(Given records)

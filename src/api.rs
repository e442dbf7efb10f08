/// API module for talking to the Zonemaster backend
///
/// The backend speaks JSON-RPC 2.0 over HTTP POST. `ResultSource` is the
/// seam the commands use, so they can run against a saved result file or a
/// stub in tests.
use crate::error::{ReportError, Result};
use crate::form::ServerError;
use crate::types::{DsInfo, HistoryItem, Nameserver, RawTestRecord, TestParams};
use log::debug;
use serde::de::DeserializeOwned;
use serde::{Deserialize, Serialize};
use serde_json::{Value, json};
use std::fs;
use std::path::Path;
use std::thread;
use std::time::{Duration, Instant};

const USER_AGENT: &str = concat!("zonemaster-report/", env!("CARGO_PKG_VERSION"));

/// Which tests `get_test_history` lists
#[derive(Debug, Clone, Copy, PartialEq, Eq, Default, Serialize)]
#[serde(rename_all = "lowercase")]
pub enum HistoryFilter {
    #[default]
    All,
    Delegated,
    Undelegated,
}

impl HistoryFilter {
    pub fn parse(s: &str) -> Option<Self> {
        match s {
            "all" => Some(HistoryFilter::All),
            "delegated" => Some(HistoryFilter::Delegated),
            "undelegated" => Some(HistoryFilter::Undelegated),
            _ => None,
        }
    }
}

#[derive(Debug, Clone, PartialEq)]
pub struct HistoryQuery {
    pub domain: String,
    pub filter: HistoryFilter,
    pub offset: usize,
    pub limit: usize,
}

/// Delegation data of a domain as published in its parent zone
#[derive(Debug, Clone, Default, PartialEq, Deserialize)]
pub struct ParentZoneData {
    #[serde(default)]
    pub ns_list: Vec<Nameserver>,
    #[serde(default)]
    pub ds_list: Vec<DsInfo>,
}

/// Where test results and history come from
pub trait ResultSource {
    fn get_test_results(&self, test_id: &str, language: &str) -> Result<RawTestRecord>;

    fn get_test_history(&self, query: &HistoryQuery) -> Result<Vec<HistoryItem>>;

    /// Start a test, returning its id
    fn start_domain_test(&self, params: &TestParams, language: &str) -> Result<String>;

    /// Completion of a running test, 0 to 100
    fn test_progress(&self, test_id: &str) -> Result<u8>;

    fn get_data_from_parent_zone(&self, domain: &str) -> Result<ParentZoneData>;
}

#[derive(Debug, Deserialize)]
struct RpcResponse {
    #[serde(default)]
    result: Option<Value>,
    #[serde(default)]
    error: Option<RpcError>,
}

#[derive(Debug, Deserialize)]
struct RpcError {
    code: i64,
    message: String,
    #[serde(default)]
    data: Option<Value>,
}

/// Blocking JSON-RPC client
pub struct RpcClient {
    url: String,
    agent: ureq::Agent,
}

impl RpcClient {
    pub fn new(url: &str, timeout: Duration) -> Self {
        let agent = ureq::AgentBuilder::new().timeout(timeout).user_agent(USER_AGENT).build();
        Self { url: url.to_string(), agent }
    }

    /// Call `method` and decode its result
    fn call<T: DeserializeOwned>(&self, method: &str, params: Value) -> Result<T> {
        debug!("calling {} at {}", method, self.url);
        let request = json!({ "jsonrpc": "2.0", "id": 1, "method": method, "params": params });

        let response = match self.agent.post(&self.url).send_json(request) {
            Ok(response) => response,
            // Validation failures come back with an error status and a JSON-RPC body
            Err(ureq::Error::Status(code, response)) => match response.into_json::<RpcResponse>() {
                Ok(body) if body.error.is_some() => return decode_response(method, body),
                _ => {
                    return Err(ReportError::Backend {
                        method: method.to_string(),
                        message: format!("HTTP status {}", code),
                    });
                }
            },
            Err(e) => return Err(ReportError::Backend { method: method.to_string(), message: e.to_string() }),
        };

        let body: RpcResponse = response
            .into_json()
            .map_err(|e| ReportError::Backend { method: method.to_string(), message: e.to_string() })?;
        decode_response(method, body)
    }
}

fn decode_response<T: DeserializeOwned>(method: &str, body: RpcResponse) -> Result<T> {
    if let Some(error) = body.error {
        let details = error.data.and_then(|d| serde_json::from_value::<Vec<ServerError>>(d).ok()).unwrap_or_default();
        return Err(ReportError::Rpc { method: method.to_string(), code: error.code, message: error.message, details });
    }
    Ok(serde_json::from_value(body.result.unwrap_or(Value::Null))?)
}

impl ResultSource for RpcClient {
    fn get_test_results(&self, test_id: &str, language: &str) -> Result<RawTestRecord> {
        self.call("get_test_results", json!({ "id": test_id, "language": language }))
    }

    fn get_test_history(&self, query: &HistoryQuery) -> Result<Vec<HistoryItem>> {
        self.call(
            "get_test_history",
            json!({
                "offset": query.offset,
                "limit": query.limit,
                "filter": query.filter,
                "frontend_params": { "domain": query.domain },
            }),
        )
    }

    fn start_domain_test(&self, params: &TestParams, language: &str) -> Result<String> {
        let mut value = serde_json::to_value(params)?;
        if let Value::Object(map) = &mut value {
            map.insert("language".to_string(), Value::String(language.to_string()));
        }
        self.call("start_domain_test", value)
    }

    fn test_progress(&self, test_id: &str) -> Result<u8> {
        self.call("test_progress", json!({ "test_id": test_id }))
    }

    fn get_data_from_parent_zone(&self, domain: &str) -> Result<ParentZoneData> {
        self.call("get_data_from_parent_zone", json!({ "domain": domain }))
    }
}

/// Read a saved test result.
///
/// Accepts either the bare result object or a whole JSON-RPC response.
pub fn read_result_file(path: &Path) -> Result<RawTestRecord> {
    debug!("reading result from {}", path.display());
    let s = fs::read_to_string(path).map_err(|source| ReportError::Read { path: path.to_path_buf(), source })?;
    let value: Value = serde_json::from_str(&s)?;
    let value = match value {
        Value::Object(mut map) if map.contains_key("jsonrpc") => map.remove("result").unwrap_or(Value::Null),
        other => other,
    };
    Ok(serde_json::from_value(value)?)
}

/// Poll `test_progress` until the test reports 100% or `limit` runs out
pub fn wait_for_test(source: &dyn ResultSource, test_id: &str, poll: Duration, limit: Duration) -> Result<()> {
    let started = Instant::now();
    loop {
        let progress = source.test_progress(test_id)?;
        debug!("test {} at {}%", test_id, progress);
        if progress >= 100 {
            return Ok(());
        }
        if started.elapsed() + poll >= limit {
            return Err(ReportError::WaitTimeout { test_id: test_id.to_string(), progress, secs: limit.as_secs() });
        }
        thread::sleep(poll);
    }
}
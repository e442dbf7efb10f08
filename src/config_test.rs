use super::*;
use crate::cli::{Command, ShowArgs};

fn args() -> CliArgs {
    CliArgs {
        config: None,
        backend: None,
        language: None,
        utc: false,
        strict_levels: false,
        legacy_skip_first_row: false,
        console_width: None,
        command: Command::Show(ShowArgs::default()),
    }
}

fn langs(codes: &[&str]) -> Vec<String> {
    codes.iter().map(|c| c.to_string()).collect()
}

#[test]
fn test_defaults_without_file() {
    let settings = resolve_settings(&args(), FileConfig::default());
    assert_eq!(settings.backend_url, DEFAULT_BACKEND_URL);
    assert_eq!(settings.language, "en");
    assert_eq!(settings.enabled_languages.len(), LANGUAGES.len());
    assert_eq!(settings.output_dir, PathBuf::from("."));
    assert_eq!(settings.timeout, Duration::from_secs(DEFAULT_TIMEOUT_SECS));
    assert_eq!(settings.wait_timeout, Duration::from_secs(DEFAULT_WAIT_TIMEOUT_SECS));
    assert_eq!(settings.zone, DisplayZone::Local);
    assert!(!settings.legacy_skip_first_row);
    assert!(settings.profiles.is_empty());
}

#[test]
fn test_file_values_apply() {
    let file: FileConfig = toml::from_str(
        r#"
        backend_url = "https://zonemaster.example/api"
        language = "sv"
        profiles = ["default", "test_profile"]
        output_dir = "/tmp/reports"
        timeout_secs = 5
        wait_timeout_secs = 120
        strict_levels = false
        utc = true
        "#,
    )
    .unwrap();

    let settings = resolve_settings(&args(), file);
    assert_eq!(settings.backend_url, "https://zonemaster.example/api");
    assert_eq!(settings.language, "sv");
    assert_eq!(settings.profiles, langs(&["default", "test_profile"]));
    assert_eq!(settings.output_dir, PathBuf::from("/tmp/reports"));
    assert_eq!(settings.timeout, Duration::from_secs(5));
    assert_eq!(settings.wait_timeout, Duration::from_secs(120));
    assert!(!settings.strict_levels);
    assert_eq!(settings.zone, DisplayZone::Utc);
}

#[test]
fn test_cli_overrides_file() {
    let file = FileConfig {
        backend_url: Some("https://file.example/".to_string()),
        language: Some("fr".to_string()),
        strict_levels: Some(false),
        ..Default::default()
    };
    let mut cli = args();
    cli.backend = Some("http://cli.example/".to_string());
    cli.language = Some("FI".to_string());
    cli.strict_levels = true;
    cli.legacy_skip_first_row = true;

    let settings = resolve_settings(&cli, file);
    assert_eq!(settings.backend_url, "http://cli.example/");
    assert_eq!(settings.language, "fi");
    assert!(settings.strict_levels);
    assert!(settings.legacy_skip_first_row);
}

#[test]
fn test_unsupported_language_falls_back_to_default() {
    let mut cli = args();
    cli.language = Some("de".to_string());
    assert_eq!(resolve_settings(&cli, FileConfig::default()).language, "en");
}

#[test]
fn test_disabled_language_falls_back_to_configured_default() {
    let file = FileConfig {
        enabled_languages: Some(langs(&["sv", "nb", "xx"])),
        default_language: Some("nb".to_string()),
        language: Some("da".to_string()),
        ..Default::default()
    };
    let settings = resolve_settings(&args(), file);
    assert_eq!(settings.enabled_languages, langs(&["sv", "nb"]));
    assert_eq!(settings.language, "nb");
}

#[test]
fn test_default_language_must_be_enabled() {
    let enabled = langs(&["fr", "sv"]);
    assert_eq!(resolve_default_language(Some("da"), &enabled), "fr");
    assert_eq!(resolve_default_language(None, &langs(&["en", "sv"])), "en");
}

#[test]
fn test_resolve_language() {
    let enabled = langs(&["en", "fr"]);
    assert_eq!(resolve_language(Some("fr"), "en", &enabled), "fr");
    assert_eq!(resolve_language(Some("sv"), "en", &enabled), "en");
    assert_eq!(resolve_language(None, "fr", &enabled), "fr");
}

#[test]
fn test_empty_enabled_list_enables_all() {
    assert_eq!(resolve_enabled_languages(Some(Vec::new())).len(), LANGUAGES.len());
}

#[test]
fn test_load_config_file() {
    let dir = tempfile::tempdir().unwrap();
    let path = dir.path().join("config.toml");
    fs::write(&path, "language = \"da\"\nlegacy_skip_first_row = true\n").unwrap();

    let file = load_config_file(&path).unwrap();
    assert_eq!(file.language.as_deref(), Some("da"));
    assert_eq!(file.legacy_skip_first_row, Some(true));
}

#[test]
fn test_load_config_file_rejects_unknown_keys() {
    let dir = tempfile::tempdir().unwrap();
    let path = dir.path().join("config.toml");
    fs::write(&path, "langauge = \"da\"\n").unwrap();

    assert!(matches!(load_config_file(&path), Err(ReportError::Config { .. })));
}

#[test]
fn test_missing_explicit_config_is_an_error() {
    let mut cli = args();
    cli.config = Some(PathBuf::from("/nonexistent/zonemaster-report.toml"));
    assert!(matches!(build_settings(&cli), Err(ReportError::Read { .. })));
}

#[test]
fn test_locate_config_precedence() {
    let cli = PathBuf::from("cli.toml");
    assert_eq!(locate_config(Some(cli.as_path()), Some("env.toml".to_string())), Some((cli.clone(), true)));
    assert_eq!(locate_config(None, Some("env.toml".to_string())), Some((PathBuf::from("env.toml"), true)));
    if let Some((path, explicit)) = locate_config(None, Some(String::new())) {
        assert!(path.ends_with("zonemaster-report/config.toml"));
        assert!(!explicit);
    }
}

(End Given records)

• _Task to carry out_
Look back at the entries above and repeat, unchanged, every line from the line holding "codes.iter().map(|c| c.to_string()).collect()" through the line holding "assert_eq!(settings.enabled_languages.len(), LANGUAGES.len());".

• _Solution for this problem_
    codes.iter().map(|c| c.to_string()).collect()
}

#[test]
fn test_defaults_without_file() {
    let settings = resolve_settings(&args(), FileConfig::default());
    assert_eq!(settings.backend_url, DEFAULT_BACKEND_URL);
    assert_eq!(settings.language, "en");
    assert_eq!(settings.enabled_languages.len(), LANGUAGES.len());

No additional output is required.